Für mich als langgedienter Sportjournalist schlugen heute mittags zwei Herzen in meiner Brust, schließlich ging es getrennt durch Sportarten, Abertausende an Kilometern und drei Kontinente um zwei unterschiedliche Rekordmarken. Da befand ich mich zwischen Ski und Shiffrin da, Novak Djokovic und Tennis dort, in einer Zwickmühle, wem von beiden ich den Vorrang einräumen sollte. Nicht nur Shiffrin, die ja noch Jahre vor sich hat, und die ebenfalls von Kilian Albrecht jahrelang betreute Deutsche Lena Dürr mit ihrem ersten Slalomsieg und dem ersten der DSV-Damen (betreut von Ex-ÖSV-Herrenchef Puelacher!) seit 2012 erlösten mich aus diesem Dilemma, sondern auch und vor allem der nimmermüde Djoker.

Als der 35jährige Serbe mit dem 6:3, 7:6,7:6-Finalsieg gegen den Griechen Stefanos Tsitsipas mit seinem zehnten Triumph bei den Australian Open den Nadal-Rekord von 22 Grand-Slam-Erfolgen eingestellt hatte, brachen aus ihm die Emotionen heraus wie aus einem Vulkan. Verständlich, wenn man bedenkt, wie Djokovic vor einem Jahr von den Australiern nicht behandelt, sondern gedemütigt und deportiert worden war, wenn man bedenkt, wie ihm abseits von Serben und deren Freunden rund um die Welt als überzeugter Impfmuffel eher Antipathie und Aversion entgegengebracht wurden.

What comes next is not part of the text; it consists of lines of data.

pub mod login;
pub mod logout;
pub mod register;
pub mod token;

use actix_web::{HttpRequest, HttpResponse, Result as ActixResult};
use std::sync::Arc;

use crate::config::AppConfig;
use crate::models::auth::{LoginRequest, RegisterStudentRequest, RegisterTeacherRequest};
use crate::storage::Storage;

pub struct AuthService {
    storage: Option<Arc<dyn Storage>>,
}

impl AuthService {
    pub fn new_lazy() -> Self {
        Self { storage: None }
    }

    pub(crate) fn get_storage(&self, request: &HttpRequest) -> Arc<dyn Storage> {
        if let Some(storage) = &self.storage {
            storage.clone()
        } else {
            request
                .app_data::<actix_web::web::Data<Arc<dyn Storage>>>()
                .expect("Storage not found in app data")
                .get_ref()
                .clone()
        }
    }

    pub(crate) fn get_config(&self) -> &AppConfig {
        AppConfig::get()
    }

    // 登录验证
    pub async fn login(
        &self,
        login_request: LoginRequest,
        request: &HttpRequest,
    ) -> ActixResult<HttpResponse> {
        login::handle_login(self, login_request, request).await
    }

    // 登出
    pub async fn logout(&self) -> ActixResult<HttpResponse> {
        logout::handle_logout().await
    }

    // 学生自助注册
    pub async fn register_student(
        &self,
        register_request: RegisterStudentRequest,
        request: &HttpRequest,
    ) -> ActixResult<HttpResponse> {
        register::handle_register_student(self, register_request, request).await
    }

    // 教师注册（管理员操作）
    pub async fn register_teacher(
        &self,
        register_request: RegisterTeacherRequest,
        request: &HttpRequest,
    ) -> ActixResult<HttpResponse> {
        register::handle_register_teacher(self, register_request, request).await
    }

    // 刷新令牌
    pub async fn refresh_token(&self, request: &HttpRequest) -> ActixResult<HttpResponse> {
        token::handle_refresh_token(self, request).await
    }

    // 验证令牌
    pub async fn verify_token(&self, request: &HttpRequest) -> ActixResult<HttpResponse> {
        token::handle_verify_token(self, request).await
    }

    // 获取当前用户信息
    pub async fn get_user(&self, request: &HttpRequest) -> ActixResult<HttpResponse> {
        token::handle_get_user(self, request).await
    }
}
use super::entities::Division;
use crate::models::users::entities::User;
use serde::Serialize;
use ts_rs::TS;

// 分组响应
#[derive(Debug, Serialize, TS)]
#[ts(export, export_to = "../frontend/src/types/generated/division.ts")]
pub struct DivisionResponse {
    pub division: Division,
}

// 分组列表响应
#[derive(Debug, Serialize, TS)]
#[ts(export, export_to = "../frontend/src/types/generated/division.ts")]
pub struct DivisionListResponse {
    pub divisions: Vec<Division>,
}

// 分组学生列表响应
#[derive(Debug, Serialize, TS)]
#[ts(export, export_to = "../frontend/src/types/generated/division.ts")]
pub struct DivisionStudentsResponse {
    pub students: Vec<User>,
}
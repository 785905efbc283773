/// 转义 LIKE 模式中的通配符，避免用户输入被当作模式解释
pub fn escape_like_pattern(input: &str) -> String {
    input
        .replace('\\', "\\\\")
        .replace('%', "\\%")
        .replace('_', "\\_")
}

#[cfg(test)]
mod tests {
    use super::*;

    #[test]
    fn test_escape_like_pattern() {
        assert_eq!(escape_like_pattern("abc"), "abc");
        assert_eq!(escape_like_pattern("50%"), "50\\%");
        assert_eq!(escape_like_pattern("a_b"), "a\\_b");
        assert_eq!(escape_like_pattern("a\\b"), "a\\\\b");
    }
}
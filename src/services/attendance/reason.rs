use actix_web::{HttpRequest, HttpResponse, Result as ActixResult};

use super::{AttendanceService, day_bounds};
use crate::middlewares::RequireJWT;
use crate::models::attendance::requests::UpdateReasonRequest;
use crate::models::{ApiResponse, ErrorCode};

/// 学生补充某天的请假原因
pub async fn update_reason(
    service: &AttendanceService,
    update: UpdateReasonRequest,
    request: &HttpRequest,
) -> ActixResult<HttpResponse> {
    let Some(student) = RequireJWT::extract_user_claims(request) else {
        return Ok(HttpResponse::Unauthorized().json(ApiResponse::error_empty(
            ErrorCode::Unauthorized,
            "未登录",
        )));
    };

    let (Some(date), Some(reason)) = (update.date, update.reason) else {
        return Ok(HttpResponse::BadRequest().json(ApiResponse::error_empty(
            ErrorCode::MissingParameter,
            "date 和 reason 参数缺失",
        )));
    };

    let Some((start, _)) = day_bounds(&date) else {
        return Ok(HttpResponse::BadRequest().json(ApiResponse::error_empty(
            ErrorCode::DateInvalid,
            "date 格式应为 YYYY-MM-DD",
        )));
    };

    let storage = service.get_storage(request);

    // 记录的 date 已归一到零点，直接按零点时刻更新
    match storage
        .update_attendance_reason(student.id, start, &reason)
        .await
    {
        Ok(Some(_)) => Ok(HttpResponse::Ok().json(ApiResponse::<()>::success_empty("原因更新成功"))),
        Ok(None) => Ok(HttpResponse::NotFound().json(ApiResponse::error_empty(
            ErrorCode::AttendanceNotFound,
            "该日期没有考勤记录",
        ))),
        Err(e) => Ok(
            HttpResponse::InternalServerError().json(ApiResponse::error_empty(
                ErrorCode::InternalServerError,
                format!("更新原因失败: {e}"),
            )),
        ),
    }
}
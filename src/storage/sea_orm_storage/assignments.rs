use super::SeaOrmStorage;
use crate::entity::teacher_assignments::{ActiveModel, Column, Entity as TeacherAssignments};
use crate::errors::{AcadSysError, Result};
use crate::models::assignments::entities::TeacherAssignment;
use sea_orm::{ActiveModelTrait, ColumnTrait, EntityTrait, QueryFilter, QueryOrder, Set};

impl SeaOrmStorage {
    /// 指派教师到分组
    pub async fn create_assignment_impl(
        &self,
        teacher_id: i64,
        division_id: i64,
    ) -> Result<TeacherAssignment> {
        let now = chrono::Utc::now().timestamp();

        let model = ActiveModel {
            teacher_id: Set(teacher_id),
            division_id: Set(division_id),
            assigned_at: Set(now),
            ..Default::default()
        };

        let result = model
            .insert(&self.db)
            .await
            .map_err(|e| AcadSysError::database_operation(format!("指派教师失败: {e}")))?;

        Ok(result.into_assignment())
    }

    /// 查询某教师对某分组的指派
    pub async fn get_assignment_impl(
        &self,
        teacher_id: i64,
        division_id: i64,
    ) -> Result<Option<TeacherAssignment>> {
        let result = TeacherAssignments::find()
            .filter(Column::TeacherId.eq(teacher_id))
            .filter(Column::DivisionId.eq(division_id))
            .one(&self.db)
            .await
            .map_err(|e| AcadSysError::database_operation(format!("查询指派失败: {e}")))?;

        Ok(result.map(|m| m.into_assignment()))
    }

    /// 列出全部指派，新的在前
    pub async fn list_assignments_impl(&self) -> Result<Vec<TeacherAssignment>> {
        let assignments = TeacherAssignments::find()
            .order_by_desc(Column::AssignedAt)
            .all(&self.db)
            .await
            .map_err(|e| AcadSysError::database_operation(format!("查询指派列表失败: {e}")))?;

        Ok(assignments
            .into_iter()
            .map(|m| m.into_assignment())
            .collect())
    }

    /// 列出某教师的全部指派，新的在前
    pub async fn list_assignments_by_teacher_impl(
        &self,
        teacher_id: i64,
    ) -> Result<Vec<TeacherAssignment>> {
        let assignments = TeacherAssignments::find()
            .filter(Column::TeacherId.eq(teacher_id))
            .order_by_desc(Column::AssignedAt)
            .all(&self.db)
            .await
            .map_err(|e| AcadSysError::database_operation(format!("查询指派列表失败: {e}")))?;

        Ok(assignments
            .into_iter()
            .map(|m| m.into_assignment())
            .collect())
    }
}
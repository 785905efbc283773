use crate::models::divisions::entities::Division;
use crate::models::users::entities::User;
use serde::Serialize;
use ts_rs::TS;

// 指派详情（带教师与分组信息）
#[derive(Debug, Serialize, TS)]
#[ts(export, export_to = "../frontend/src/types/generated/assignment.ts")]
pub struct AssignmentView {
    pub id: i64,
    pub teacher: User,
    pub division: Division,
    pub assigned_at: chrono::DateTime<chrono::Utc>,
}

// 指派列表响应
#[derive(Debug, Serialize, TS)]
#[ts(export, export_to = "../frontend/src/types/generated/assignment.ts")]
pub struct AssignmentListResponse {
    pub assignments: Vec<AssignmentView>,
}
use actix_web::{HttpRequest, HttpResponse, Result as ActixResult};

use super::TestService;
use crate::middlewares::RequireJWT;
use crate::models::tests::responses::TestListResponse;
use crate::models::{ApiResponse, ErrorCode};

/// 列出当前教师年级的测验，按日期倒序
pub async fn list_for_teacher(
    service: &TestService,
    request: &HttpRequest,
) -> ActixResult<HttpResponse> {
    let Some(teacher) = RequireJWT::extract_user_claims(request) else {
        return Ok(HttpResponse::Unauthorized().json(ApiResponse::error_empty(
            ErrorCode::Unauthorized,
            "未登录",
        )));
    };

    let Some(year) = teacher.profile.year else {
        return Ok(HttpResponse::BadRequest().json(ApiResponse::error_empty(
            ErrorCode::MissingParameter,
            "教师未设置年级",
        )));
    };

    let storage = service.get_storage(request);

    match storage.list_tests_by_year(&year).await {
        Ok(tests) => Ok(HttpResponse::Ok().json(ApiResponse::success(
            TestListResponse { tests },
            "查询成功",
        ))),
        Err(e) => Ok(
            HttpResponse::InternalServerError().json(ApiResponse::error_empty(
                ErrorCode::InternalServerError,
                format!("查询测验列表失败: {e}"),
            )),
        ),
    }
}
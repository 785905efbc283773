//! 成绩与考勤聚合核心
//!
//! 把原始考勤记录和测验成绩换算成百分比、缺勤名单和需进步名单。
//! 这里的函数全部是纯函数：同步、无状态、不访问存储，
//! 每次请求由 services 层重新取数后调用。
//!
//! 口径约定（历史行为，调用方依赖具体公式，不要合并）：
//! - 空记录集的百分比一律为 0，任何公式都不除零；
//! - 总体百分比有两种口径：按分值加权（overall_percentage_weighted）
//!   和三科均值的算术平均（overall_percentage_mean_of_means）；
//! - 需进步判定有两种阈值：单科均值低于 40% 和总体均值低于 50%。

pub mod attendance;
pub mod marks;

/// 保留两位小数
pub fn round2(value: f64) -> f64 {
    (value * 100.0).round() / 100.0
}

#[cfg(test)]
mod tests {
    use super::*;

    #[test]
    fn test_round2() {
        assert_eq!(round2(81.111_111), 81.11);
        assert_eq!(round2(66.666_666), 66.67);
        assert_eq!(round2(50.0), 50.0);
        assert_eq!(round2(0.0), 0.0);
    }
}
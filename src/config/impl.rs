use config::{Config, ConfigError, Environment, File};
use std::sync::OnceLock;

use super::AppConfig;

static APP_CONFIG: OnceLock<AppConfig> = OnceLock::new();

impl AppConfig {
    /// 加载配置
    pub fn load() -> Result<Self, ConfigError> {
        let mut builder = Config::builder()
            // 首先加载默认配置文件
            .add_source(File::with_name("config").required(false))
            // 然后根据环境加载特定配置文件
            .add_source(
                File::with_name(&format!(
                    "config.{}",
                    std::env::var("APP_ENV").unwrap_or_else(|_| "development".into())
                ))
                .required(false),
            )
            // 最后加载环境变量覆盖
            .add_source(
                Environment::with_prefix("ACADSYS")
                    .separator("_")
                    .try_parsing(true),
            );

        // 支持从环境变量加载
        builder = builder
            .set_override_option("app.environment", std::env::var("APP_ENV").ok())?
            .set_override_option("app.log_level", std::env::var("RUST_LOG").ok())?
            .set_override_option("server.host", std::env::var("SERVER_HOST").ok())?
            .set_override_option("server.port", std::env::var("SERVER_PORT").ok())?
            .set_override_option("server.unix_socket_path", std::env::var("UNIX_SOCKET").ok())?
            .set_override_option("server.workers", std::env::var("CPU_COUNT").ok())?
            .set_override_option("jwt.secret", std::env::var("JWT_SECRET").ok())?
            .set_override_option("database.url", std::env::var("DATABASE_URL").ok())?
            .set_override_option("cache.redis.url", std::env::var("REDIS_URL").ok())?
            .set_override_option(
                "cache.redis.key_prefix",
                std::env::var("REDIS_KEY_PREFIX").ok(),
            )?
            .set_override_option("cache.redis.default_ttl", std::env::var("REDIS_TTL").ok())?;

        let config = builder.build()?;
        let mut app_config: AppConfig = config.try_deserialize()?;

        // 处理工作线程数
        if app_config.server.workers == 0 {
            app_config.server.workers = num_cpus::get().min(app_config.server.max_workers);
        }

        Ok(app_config)
    }

    /// 获取全局配置实例
    pub fn get() -> &'static AppConfig {
        APP_CONFIG.get_or_init(|| {
            Self::load().unwrap_or_else(|e| {
                eprintln!("Failed to load configuration: {e}");
                std::process::exit(1);
            })
        })
    }

    /// 初始化配置 (在应用启动时调用)
    pub fn init() -> Result<(), ConfigError> {
        let config = Self::load()?;
        APP_CONFIG
            .set(config)
            .map_err(|_| ConfigError::Message("Configuration already initialized".to_string()))?;
        Ok(())
    }

    /// 检查是否为生产环境
    pub fn is_production(&self) -> bool {
        self.app.environment == "production"
    }

    /// 检查是否为开发环境
    pub fn is_development(&self) -> bool {
        self.app.environment == "development"
    }

    /// 获取服务器绑定地址
    pub fn server_bind_address(&self) -> String {
        format!("{}:{}", self.server.host, self.server.port)
    }

    /// 获取 Unix 套接字路径 (如果配置了)
    #[cfg(unix)]
    pub fn unix_socket_path(&self) -> Option<&str> {
        if self.server.unix_socket_path.is_empty() {
            None
        } else {
            Some(&self.server.unix_socket_path)
        }
    }
}
use actix_web::{HttpRequest, HttpResponse, Result as ActixResult};
use tracing::error;

use super::TestService;
use crate::models::tests::{
    requests::{CreateTestRequest, NewTest},
    responses::TestResponse,
};
use crate::models::{ApiResponse, ErrorCode};

pub async fn create_test(
    service: &TestService,
    test_data: CreateTestRequest,
    request: &HttpRequest,
) -> ActixResult<HttpResponse> {
    if test_data.name.trim().is_empty() || test_data.year.trim().is_empty() {
        return Ok(HttpResponse::BadRequest().json(ApiResponse::error_empty(
            ErrorCode::MissingParameter,
            "name 和 year 不能为空",
        )));
    }

    // 满分必须为正，后续所有百分比计算都以它为分母
    if test_data.total_marks <= 0.0 {
        return Ok(HttpResponse::BadRequest().json(ApiResponse::error_empty(
            ErrorCode::MarksValidationFailed,
            "total_marks 必须大于 0",
        )));
    }

    let Ok(date) = chrono::NaiveDate::parse_from_str(&test_data.date, "%Y-%m-%d") else {
        return Ok(HttpResponse::BadRequest().json(ApiResponse::error_empty(
            ErrorCode::DateInvalid,
            "date 格式应为 YYYY-MM-DD",
        )));
    };
    let date = date
        .and_hms_opt(0, 0, 0)
        .expect("midnight is always a valid time")
        .and_utc();

    let storage = service.get_storage(request);

    let new_test = NewTest {
        name: test_data.name,
        year: test_data.year,
        date,
        total_marks: test_data.total_marks,
    };

    match storage.create_test(new_test).await {
        Ok(test) => Ok(HttpResponse::Created()
            .json(ApiResponse::success(TestResponse { test }, "测验创建成功"))),
        Err(e) => {
            error!("Failed to create test: {}", e);
            Ok(
                HttpResponse::InternalServerError().json(ApiResponse::error_empty(
                    ErrorCode::TestCreationFailed,
                    format!("创建测验失败: {e}"),
                )),
            )
        }
    }
}
//! 班级分组实体

use sea_orm::entity::prelude::*;

#[derive(Clone, Debug, PartialEq, DeriveEntityModel)]
#[sea_orm(table_name = "divisions")]
pub struct Model {
    #[sea_orm(primary_key)]
    pub id: i64,
    pub name: String,
    pub year: String,
    pub branch: String,
    pub created_at: i64,
}

#[derive(Copy, Clone, Debug, EnumIter, DeriveRelation)]
pub enum Relation {
    #[sea_orm(has_many = "super::users::Entity")]
    Students,
    #[sea_orm(has_many = "super::teacher_assignments::Entity")]
    TeacherAssignments,
    #[sea_orm(has_many = "super::attendance_records::Entity")]
    AttendanceRecords,
}

impl Related<super::users::Entity> for Entity {
    fn to() -> RelationDef {
        Relation::Students.def()
    }
}

impl Related<super::teacher_assignments::Entity> for Entity {
    fn to() -> RelationDef {
        Relation::TeacherAssignments.def()
    }
}

impl Related<super::attendance_records::Entity> for Entity {
    fn to() -> RelationDef {
        Relation::AttendanceRecords.def()
    }
}

impl ActiveModelBehavior for ActiveModel {}

impl Model {
    pub fn into_division(self) -> crate::models::divisions::entities::Division {
        use chrono::{DateTime, Utc};

        crate::models::divisions::entities::Division {
            id: self.id,
            name: self.name,
            year: self.year,
            branch: self.branch,
            created_at: DateTime::<Utc>::from_timestamp(self.created_at, 0).unwrap_or_default(),
        }
    }
}
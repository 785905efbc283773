//! 请求参数错误处理器
//!
//! JSON 反序列化和查询参数解析失败时，返回统一的响应封装而不是
//! actix-web 默认的纯文本错误。

use actix_web::error::{InternalError, JsonPayloadError, QueryPayloadError};
use actix_web::{Error, HttpRequest, HttpResponse};
use tracing::debug;

use crate::models::{ApiResponse, ErrorCode};

pub fn json_error_handler(err: JsonPayloadError, req: &HttpRequest) -> Error {
    debug!("JSON payload error on {}: {}", req.path(), err);

    let message = match &err {
        JsonPayloadError::ContentType => "请求体必须是 application/json".to_string(),
        JsonPayloadError::Deserialize(e) => format!("请求体解析失败: {e}"),
        JsonPayloadError::Overflow { .. } | JsonPayloadError::OverflowKnownLength { .. } => {
            "请求体过大".to_string()
        }
        other => format!("请求体错误: {other}"),
    };

    let response =
        HttpResponse::BadRequest().json(ApiResponse::<()>::error_empty(ErrorCode::BadRequest, message));
    InternalError::from_response(err, response).into()
}

pub fn query_error_handler(err: QueryPayloadError, req: &HttpRequest) -> Error {
    debug!("Query payload error on {}: {}", req.path(), err);

    let message = match &err {
        QueryPayloadError::Deserialize(e) => format!("查询参数解析失败: {e}"),
        other => format!("查询参数错误: {other}"),
    };

    let response =
        HttpResponse::BadRequest().json(ApiResponse::<()>::error_empty(ErrorCode::BadRequest, message));
    InternalError::from_response(err, response).into()
}
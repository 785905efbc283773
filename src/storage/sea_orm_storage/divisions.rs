use super::SeaOrmStorage;
use crate::entity::divisions::{ActiveModel, Column, Entity as Divisions};
use crate::errors::{AcadSysError, Result};
use crate::models::divisions::{entities::Division, requests::CreateDivisionRequest};
use sea_orm::{ActiveModelTrait, ColumnTrait, EntityTrait, QueryFilter, QueryOrder, Set};

impl SeaOrmStorage {
    /// 创建分组
    pub async fn create_division_impl(&self, req: CreateDivisionRequest) -> Result<Division> {
        let now = chrono::Utc::now().timestamp();

        let model = ActiveModel {
            name: Set(req.name),
            year: Set(req.year),
            branch: Set(req.branch),
            created_at: Set(now),
            ..Default::default()
        };

        let result = model
            .insert(&self.db)
            .await
            .map_err(|e| AcadSysError::database_operation(format!("创建分组失败: {e}")))?;

        Ok(result.into_division())
    }

    /// 通过 ID 获取分组
    pub async fn get_division_by_id_impl(&self, id: i64) -> Result<Option<Division>> {
        let result = Divisions::find_by_id(id)
            .one(&self.db)
            .await
            .map_err(|e| AcadSysError::database_operation(format!("查询分组失败: {e}")))?;

        Ok(result.map(|m| m.into_division()))
    }

    /// 通过 (name, year, branch) 获取分组
    pub async fn find_division_impl(
        &self,
        name: &str,
        year: &str,
        branch: &str,
    ) -> Result<Option<Division>> {
        let result = Divisions::find()
            .filter(Column::Name.eq(name))
            .filter(Column::Year.eq(year))
            .filter(Column::Branch.eq(branch))
            .one(&self.db)
            .await
            .map_err(|e| AcadSysError::database_operation(format!("查询分组失败: {e}")))?;

        Ok(result.map(|m| m.into_division()))
    }

    /// 列出某年级的分组
    pub async fn list_divisions_by_year_impl(&self, year: &str) -> Result<Vec<Division>> {
        let divisions = Divisions::find()
            .filter(Column::Year.eq(year))
            .order_by_asc(Column::Name)
            .all(&self.db)
            .await
            .map_err(|e| AcadSysError::database_operation(format!("查询分组列表失败: {e}")))?;

        Ok(divisions.into_iter().map(|m| m.into_division()).collect())
    }

    /// 按 ID 批量获取分组
    pub async fn list_divisions_by_ids_impl(&self, ids: &[i64]) -> Result<Vec<Division>> {
        if ids.is_empty() {
            return Ok(Vec::new());
        }

        let divisions = Divisions::find()
            .filter(Column::Id.is_in(ids.iter().copied()))
            .all(&self.db)
            .await
            .map_err(|e| AcadSysError::database_operation(format!("查询分组失败: {e}")))?;

        Ok(divisions.into_iter().map(|m| m.into_division()).collect())
    }
}
//! 考勤记录实体
//!
//! (student_id, date) 是自然键，每个学生每天至多一条记录。
//! year/branch/division_id 为写入时从学生快照的值（值拷贝，不做实时关联），
//! 学生后续换组不影响历史记录。

use sea_orm::entity::prelude::*;

#[derive(Clone, Debug, PartialEq, DeriveEntityModel)]
#[sea_orm(table_name = "attendance_records")]
pub struct Model {
    #[sea_orm(primary_key)]
    pub id: i64,
    pub student_id: i64,
    pub year: String,
    pub branch: String,
    pub division_id: i64,
    pub date: i64,
    pub status: String,
    pub reason: String,
    pub recorded_by: i64,
}

#[derive(Copy, Clone, Debug, EnumIter, DeriveRelation)]
pub enum Relation {
    #[sea_orm(
        belongs_to = "super::users::Entity",
        from = "Column::StudentId",
        to = "super::users::Column::Id"
    )]
    Student,
    #[sea_orm(
        belongs_to = "super::divisions::Entity",
        from = "Column::DivisionId",
        to = "super::divisions::Column::Id"
    )]
    Division,
}

impl Related<super::users::Entity> for Entity {
    fn to() -> RelationDef {
        Relation::Student.def()
    }
}

impl Related<super::divisions::Entity> for Entity {
    fn to() -> RelationDef {
        Relation::Division.def()
    }
}

impl ActiveModelBehavior for ActiveModel {}

impl Model {
    pub fn into_record(self) -> crate::models::attendance::entities::AttendanceRecord {
        use crate::models::attendance::entities::{AttendanceRecord, AttendanceStatus};
        use chrono::{DateTime, Utc};

        AttendanceRecord {
            id: self.id,
            student_id: self.student_id,
            year: self.year,
            branch: self.branch,
            division_id: self.division_id,
            date: DateTime::<Utc>::from_timestamp(self.date, 0).unwrap_or_default(),
            status: self
                .status
                .parse::<AttendanceStatus>()
                .unwrap_or(AttendanceStatus::Absent),
            reason: self.reason,
            recorded_by: self.recorded_by,
        }
    }
}
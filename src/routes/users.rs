use actix_web::{HttpRequest, HttpResponse, Result as ActixResult, web};
use once_cell::sync::Lazy;

use crate::middlewares;
use crate::models::users::entities::UserRole;
use crate::models::users::requests::UserListParams;
use crate::services::UserService;
use crate::utils::SafeIDI64;

// 懒加载的全局 UserService 实例
static USER_SERVICE: Lazy<UserService> = Lazy::new(UserService::new_lazy);

// HTTP处理程序
pub async fn list_students(
    req: HttpRequest,
    query: web::Query<UserListParams>,
) -> ActixResult<HttpResponse> {
    USER_SERVICE.list_students(query.into_inner(), &req).await
}

pub async fn list_teachers(
    req: HttpRequest,
    query: web::Query<UserListParams>,
) -> ActixResult<HttpResponse> {
    USER_SERVICE.list_teachers(query.into_inner(), &req).await
}

pub async fn delete_student(req: HttpRequest, student_id: SafeIDI64) -> ActixResult<HttpResponse> {
    USER_SERVICE.delete_student(student_id.0, &req).await
}

pub async fn delete_teacher(req: HttpRequest, teacher_id: SafeIDI64) -> ActixResult<HttpResponse> {
    USER_SERVICE.delete_teacher(teacher_id.0, &req).await
}

// 配置路由
pub fn configure_user_routes(cfg: &mut web::ServiceConfig) {
    cfg.service(
        web::scope("/api/v1/users")
            .wrap(middlewares::RequireJWT)
            .service(
                web::resource("/students").route(
                    web::get()
                        .to(list_students)
                        // 仅管理员可以查询学生列表
                        .wrap(middlewares::RequireRole::new_any(UserRole::admin_roles())),
                ),
            )
            .service(
                web::resource("/students/{id}").route(
                    web::delete()
                        .to(delete_student)
                        // 删除学生开放给教师（历史行为）
                        .wrap(middlewares::RequireRole::new_any(UserRole::teacher_roles())),
                ),
            )
            .service(
                web::resource("/teachers").route(
                    web::get()
                        .to(list_teachers)
                        .wrap(middlewares::RequireRole::new_any(UserRole::admin_roles())),
                ),
            )
            .service(
                web::resource("/teachers/{id}").route(
                    web::delete()
                        .to(delete_teacher)
                        // 仅管理员可以删除教师
                        .wrap(middlewares::RequireRole::new_any(UserRole::admin_roles())),
                ),
            ),
    );
}
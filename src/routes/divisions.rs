use actix_web::{HttpRequest, HttpResponse, Result as ActixResult, web};
use once_cell::sync::Lazy;

use crate::middlewares;
use crate::models::divisions::requests::CreateDivisionRequest;
use crate::models::users::entities::UserRole;
use crate::services::DivisionService;
use crate::utils::SafeDivisionIdI64;

// 懒加载的全局 DivisionService 实例
static DIVISION_SERVICE: Lazy<DivisionService> = Lazy::new(DivisionService::new_lazy);

// HTTP处理程序
pub async fn create_division(
    req: HttpRequest,
    division_data: web::Json<CreateDivisionRequest>,
) -> ActixResult<HttpResponse> {
    DIVISION_SERVICE
        .create_division(division_data.into_inner(), &req)
        .await
}

pub async fn list_for_teacher(req: HttpRequest) -> ActixResult<HttpResponse> {
    DIVISION_SERVICE.list_for_teacher(&req).await
}

pub async fn list_by_year(req: HttpRequest, year: web::Path<String>) -> ActixResult<HttpResponse> {
    DIVISION_SERVICE.list_by_year(year.into_inner(), &req).await
}

pub async fn list_students(
    req: HttpRequest,
    division_id: SafeDivisionIdI64,
) -> ActixResult<HttpResponse> {
    DIVISION_SERVICE.list_students(division_id.0, &req).await
}

// 配置路由
pub fn configure_division_routes(cfg: &mut web::ServiceConfig) {
    cfg.service(
        web::scope("/api/v1/divisions")
            .wrap(middlewares::RequireJWT)
            .service(
                web::resource("")
                    .route(
                        web::get()
                            .to(list_for_teacher)
                            // 教师查询自己年级的分组
                            .wrap(middlewares::RequireRole::new_any(UserRole::teacher_roles())),
                    )
                    .route(
                        web::post()
                            .to(create_division)
                            // 仅管理员可以创建分组
                            .wrap(middlewares::RequireRole::new_any(UserRole::admin_roles())),
                    ),
            )
            .service(
                web::resource("/year/{year}").route(
                    web::get()
                        .to(list_by_year)
                        .wrap(middlewares::RequireRole::new_any(UserRole::teacher_roles())),
                ),
            )
            .service(
                web::resource("/{division_id}/students").route(
                    web::get()
                        .to(list_students)
                        // 教师查看分组学生名单
                        .wrap(middlewares::RequireRole::new_any(UserRole::teacher_roles())),
                ),
            ),
    );
}
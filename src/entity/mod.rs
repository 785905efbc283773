//! SeaORM 实体定义
//!
//! 这些实体用于数据库操作，与 models 模块中的业务实体分离。
//! Storage 层使用这些实体进行 CRUD 操作，然后转换为 models 中的业务实体。

pub mod prelude;

pub mod attendance_records;
pub mod divisions;
pub mod teacher_assignments;
pub mod test_marks;
pub mod tests;
pub mod users;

Aber anders als vor mehr als einem Jahr, als er dem damaligen Grand-Slam-Rekord nach der Dreisatz-Niederlage gegen Medwedew in New York im wahrsten Sinn des Wortes mit dem Kopf unter dem Handtuch nachgeweint hatte, heulte der “Djoker“ in seinem Gefühlausbruch aus Freude sozusagen Rotz und Wasser. Und er schämte sich dessen auch nicht, als er zu seiner Box hochgestürmt war zu seinen (oft allzu militanten) Eltern, zu Goran Ivanisevic, kein Serbe, sondern Kroate, und den anderen. Und er schämte sich auch nicht, als man ihn, dieses Muster an Mobilität, dann vor lauter Gefühlen zitternden Leibes wie ein älteres Semester zurück auf den Court der Rod-Laver-Arena holen musste.

Man mag über Djokovic, seine Ansichten, seine Lebensführung  und was immer geteilter Meinung sein – niemand aber wird erstens bestreiten können, dass dieser Tennis-Superstar auch dann immer und überall zu seinen  Überzeugungen gestanden ist, auch wenn sie mit Nachteilen und mehr oder weniger Strafen verbunden waren. Das ehrt diesen Serben, der in heimatlichen (Jugoslawien)-Kriegszeiten aufgewachsen war, ebenso wie seine Extraklasse als Tennisspieler und sein Ehrgeiz, den Abermillionen an Preis- und Vertragsgeldern seit fast 20 Jahren nicht korrumpieren konnten.

Wer weiß, welche Grand-Slam-Maßstäbe der vielleicht nicht spektakulärste, aber vom Allroundkönnen her universellste und beste Tennisspieler aller Zeiten hätte schon setzen können, wäre er da nicht im Thiem-US-Open-Jahr 2020 vorzeitig disqualifiziert und danach auch von Melbourne und New York ausgeschlossen worden. Man darf gespannt sein, was die Zukunft für diesen außergewöhnlichen Sportler bringt, der es allen Widerwärtigkeiten und allen Feindschaften zum Trotz immer wieder geschafft hat, trotz allen Abhalfterns wieder die Nummer 1 zu werden. Kein anderer war jemals länger an der Weltspitze, kein anderer hat jemals so viele Masters-1000-Turniere gewonnen. Eine Ikone des Sports, die nur mit den olympischen Göttern (im Gegensatz zu Shiffrin) auf Kriegsfuß stand, weil mehr als einmal Bronze (Peking) und einmal Blech (Tokio-Semi) noch nicht drin waren. Gut möglich, dass er in Paris 2024 nachholt, was er versäumt hat. Damit auch die letzten Tränen getrocknet werden können, die der alles andere denn maschinelle, sondern emotionale Novak Djokovic vergießt. Chapeau!